More on Subqueries Ex: Find all artists that have members from Georgia (GA). We can do this different ways: Without subqueries: SELECT DISTINCT Artistname FROM Artists A INNER JOIN XRefArtistsMembers X USING(ArtistID) INNER JOIN Members M USING(MemberID) WHERE M.Region = ‘GA’; With one subquery (and two joins): SELECT DISTINCT Artistname FROM Artists A INNER JOIN XRefArtistsMembers X USING(ArtistID) INNER JOIN (SELECT MemberID FROM Members WHERE Region = ‘GA’) M USING(MemberID); How can you do this without joins at all?

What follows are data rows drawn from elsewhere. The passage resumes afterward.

//! Registry session manager for build hosts.
//!
//! [`SessionManager::login`] authenticates the host against a container
//! registry (gcr.io by default) with an access token from the instance
//! metadata server; [`SessionManager::logout`] removes the registry's entry
//! from the host's JSON credential store again.
//!
//! The embedding build system owns the calling convention: call `login`
//! before the protected step and, only when it succeeded, `logout` after it.
//! [`SessionManager::run_wrapped`] implements exactly that.

pub mod config;
pub mod registry;

pub use config::SessionConfig;
pub use registry::{
    HostEnvironment, LocalEnvironment, LogSink, SessionError, SessionManager, SessionState,
    WrappedOutcome,
};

More on Subqueries (2) Use multiple subqueries! Two subqueries: SELECT DISTINCT Artistname FROM Artists A WHERE ArtistID IN (SELECT ArtistID FROM XrefArtistsMembers X WHERE X.memberid IN (SELECT MemberID FROM Members WHERE Region = ‘GA’));

Subqueries vs. Joins Joins construct Cartesian Products Then filter (remove) data Subqueries select matching records Subqueries tend to be much faster

Updating Records EXISTS with a subquery is faster than a join. Why? With an EXISTS sub-query, SQL does not have to perform a full row by row join, building the Cartesian product and then tossing out unmatched rows. It simply runs the sub-query for each row of the outer query. It may not even have to run the entire sub-query, since as soon as it finds one good record it knows that at least some data exists.

Tips on Solving Subquery Problems When solving subquery problems: Think substitution! Analyze the question, looking for subqueries within the question Replace subqueries in the original question with substitution variables such as X, Y, and Z Write queries for your substitution variables Write a query to that solves the original question using your substitution variables Replace substitution variables with your subqueries

Tips on Solving Subquery Problems (2) If you find yourself unsure of a problem: Try to solve the problem using a single query, and when you get stuck, write a subquery for the part you get stuck on! Good Luck!